There is material below. Print exactly the lines starting at the line with "if let Some(entries) = &entries" and ending at the line with "for text in", ends included, and no others.

━━━━━ Data for processing ━━━━━

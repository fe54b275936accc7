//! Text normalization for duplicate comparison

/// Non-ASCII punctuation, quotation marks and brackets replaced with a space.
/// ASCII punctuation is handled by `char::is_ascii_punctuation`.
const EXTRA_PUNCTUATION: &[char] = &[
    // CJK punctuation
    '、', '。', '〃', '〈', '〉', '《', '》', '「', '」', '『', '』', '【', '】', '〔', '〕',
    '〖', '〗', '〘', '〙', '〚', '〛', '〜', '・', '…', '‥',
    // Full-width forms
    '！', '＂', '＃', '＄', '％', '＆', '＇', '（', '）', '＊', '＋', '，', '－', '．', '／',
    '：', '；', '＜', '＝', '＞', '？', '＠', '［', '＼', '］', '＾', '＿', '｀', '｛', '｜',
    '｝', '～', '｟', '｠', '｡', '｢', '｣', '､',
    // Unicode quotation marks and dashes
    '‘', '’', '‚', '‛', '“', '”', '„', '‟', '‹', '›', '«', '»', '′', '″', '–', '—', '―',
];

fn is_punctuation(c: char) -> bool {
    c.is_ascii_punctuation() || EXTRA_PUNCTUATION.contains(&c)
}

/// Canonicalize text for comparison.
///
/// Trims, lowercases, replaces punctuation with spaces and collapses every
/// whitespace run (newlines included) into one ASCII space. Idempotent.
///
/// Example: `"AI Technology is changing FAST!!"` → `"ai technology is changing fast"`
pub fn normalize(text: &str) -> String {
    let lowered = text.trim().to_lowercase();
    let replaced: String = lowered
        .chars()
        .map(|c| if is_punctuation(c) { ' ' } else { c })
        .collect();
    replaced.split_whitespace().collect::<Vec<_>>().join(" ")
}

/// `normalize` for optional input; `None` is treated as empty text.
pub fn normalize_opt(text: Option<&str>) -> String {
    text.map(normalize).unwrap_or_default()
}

━━━━━
━━━━━ Data for processing ━━━━━

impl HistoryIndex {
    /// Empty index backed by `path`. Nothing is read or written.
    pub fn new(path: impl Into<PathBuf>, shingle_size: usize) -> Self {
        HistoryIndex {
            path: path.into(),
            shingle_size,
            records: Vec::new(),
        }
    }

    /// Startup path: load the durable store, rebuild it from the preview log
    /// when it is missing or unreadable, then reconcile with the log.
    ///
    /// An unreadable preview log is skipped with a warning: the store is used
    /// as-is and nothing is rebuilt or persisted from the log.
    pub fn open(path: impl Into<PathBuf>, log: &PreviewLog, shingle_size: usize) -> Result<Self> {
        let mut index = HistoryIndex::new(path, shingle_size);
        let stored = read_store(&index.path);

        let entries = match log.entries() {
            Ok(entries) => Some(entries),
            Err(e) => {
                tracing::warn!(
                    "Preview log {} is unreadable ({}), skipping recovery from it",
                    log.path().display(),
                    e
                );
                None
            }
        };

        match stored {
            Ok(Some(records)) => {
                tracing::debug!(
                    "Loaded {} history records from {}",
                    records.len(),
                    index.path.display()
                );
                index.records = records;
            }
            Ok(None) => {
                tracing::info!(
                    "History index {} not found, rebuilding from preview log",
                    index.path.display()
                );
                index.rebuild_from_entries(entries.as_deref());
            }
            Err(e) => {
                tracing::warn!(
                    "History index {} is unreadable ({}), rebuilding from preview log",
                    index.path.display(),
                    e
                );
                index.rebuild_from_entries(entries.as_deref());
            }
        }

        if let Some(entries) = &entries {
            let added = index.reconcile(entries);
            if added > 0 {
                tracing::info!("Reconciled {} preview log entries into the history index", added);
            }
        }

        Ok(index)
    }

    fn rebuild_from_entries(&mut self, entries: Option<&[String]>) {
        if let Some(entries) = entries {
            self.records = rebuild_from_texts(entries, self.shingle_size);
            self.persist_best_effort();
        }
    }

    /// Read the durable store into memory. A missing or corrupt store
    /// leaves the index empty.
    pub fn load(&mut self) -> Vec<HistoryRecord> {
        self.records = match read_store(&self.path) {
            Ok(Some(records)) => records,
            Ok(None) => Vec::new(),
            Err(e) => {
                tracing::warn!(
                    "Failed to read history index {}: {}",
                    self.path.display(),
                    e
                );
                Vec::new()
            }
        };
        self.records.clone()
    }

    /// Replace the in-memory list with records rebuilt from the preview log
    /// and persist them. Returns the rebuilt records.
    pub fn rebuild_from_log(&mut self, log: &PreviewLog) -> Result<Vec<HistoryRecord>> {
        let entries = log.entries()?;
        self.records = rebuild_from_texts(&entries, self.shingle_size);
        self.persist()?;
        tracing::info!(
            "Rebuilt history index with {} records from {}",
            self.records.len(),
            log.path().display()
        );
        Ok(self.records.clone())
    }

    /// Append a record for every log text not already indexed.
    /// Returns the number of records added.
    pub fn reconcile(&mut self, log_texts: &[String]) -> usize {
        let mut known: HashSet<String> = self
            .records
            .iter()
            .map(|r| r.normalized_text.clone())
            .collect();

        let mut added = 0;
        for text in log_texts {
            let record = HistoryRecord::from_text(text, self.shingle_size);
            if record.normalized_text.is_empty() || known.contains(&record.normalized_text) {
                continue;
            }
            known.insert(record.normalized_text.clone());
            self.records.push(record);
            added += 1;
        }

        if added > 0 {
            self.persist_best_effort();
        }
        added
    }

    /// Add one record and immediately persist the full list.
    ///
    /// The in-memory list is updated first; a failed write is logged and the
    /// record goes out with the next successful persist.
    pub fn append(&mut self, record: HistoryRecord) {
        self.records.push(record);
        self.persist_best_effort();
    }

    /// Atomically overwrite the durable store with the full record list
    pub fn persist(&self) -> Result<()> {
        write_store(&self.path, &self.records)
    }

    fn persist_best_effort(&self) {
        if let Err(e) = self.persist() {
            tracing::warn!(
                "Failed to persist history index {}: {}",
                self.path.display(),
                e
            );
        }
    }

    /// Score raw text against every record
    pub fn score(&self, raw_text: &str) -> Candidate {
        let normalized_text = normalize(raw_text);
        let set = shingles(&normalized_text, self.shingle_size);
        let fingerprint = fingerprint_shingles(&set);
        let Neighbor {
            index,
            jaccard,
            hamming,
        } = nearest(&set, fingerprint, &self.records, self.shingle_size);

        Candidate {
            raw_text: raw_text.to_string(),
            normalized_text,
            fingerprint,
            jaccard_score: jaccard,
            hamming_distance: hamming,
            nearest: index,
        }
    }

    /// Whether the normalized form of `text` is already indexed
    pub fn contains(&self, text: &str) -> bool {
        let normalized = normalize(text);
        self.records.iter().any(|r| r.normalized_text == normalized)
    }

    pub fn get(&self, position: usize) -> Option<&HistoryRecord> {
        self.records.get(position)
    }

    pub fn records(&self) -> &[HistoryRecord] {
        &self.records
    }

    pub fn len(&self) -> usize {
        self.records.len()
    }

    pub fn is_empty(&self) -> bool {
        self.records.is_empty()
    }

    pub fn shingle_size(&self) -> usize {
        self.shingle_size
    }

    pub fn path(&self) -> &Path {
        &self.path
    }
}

━━━━━

§ Solved exercise
        if let Some(entries) = &entries {
            let added = index.reconcile(entries);
            if added > 0 {
                tracing::info!("Reconciled {} preview log entries into the history index", added);
            }
        }

        Ok(index)
    }

    fn rebuild_from_entries(&mut self, entries: Option<&[String]>) {
        if let Some(entries) = entries {
            self.records = rebuild_from_texts(entries, self.shingle_size);
            self.persist_best_effort();
        }
    }

    /// Read the durable store into memory. A missing or corrupt store
    /// leaves the index empty.
    pub fn load(&mut self) -> Vec<HistoryRecord> {
        self.records = match read_store(&self.path) {
            Ok(Some(records)) => records,
            Ok(None) => Vec::new(),
            Err(e) => {
                tracing::warn!(
                    "Failed to read history index {}: {}",
                    self.path.display(),
                    e
                );
                Vec::new()
            }
        };
        self.records.clone()
    }

    /// Replace the in-memory list with records rebuilt from the preview log
    /// and persist them. Returns the rebuilt records.
    pub fn rebuild_from_log(&mut self, log: &PreviewLog) -> Result<Vec<HistoryRecord>> {
        let entries = log.entries()?;
        self.records = rebuild_from_texts(&entries, self.shingle_size);
        self.persist()?;
        tracing::info!(
            "Rebuilt history index with {} records from {}",
            self.records.len(),
            log.path().display()
        );
        Ok(self.records.clone())
    }

    /// Append a record for every log text not already indexed.
    /// Returns the number of records added.
    pub fn reconcile(&mut self, log_texts: &[String]) -> usize {
        let mut known: HashSet<String> = self
            .records
            .iter()
            .map(|r| r.normalized_text.clone())
            .collect();

        let mut added = 0;
        for text in log_texts {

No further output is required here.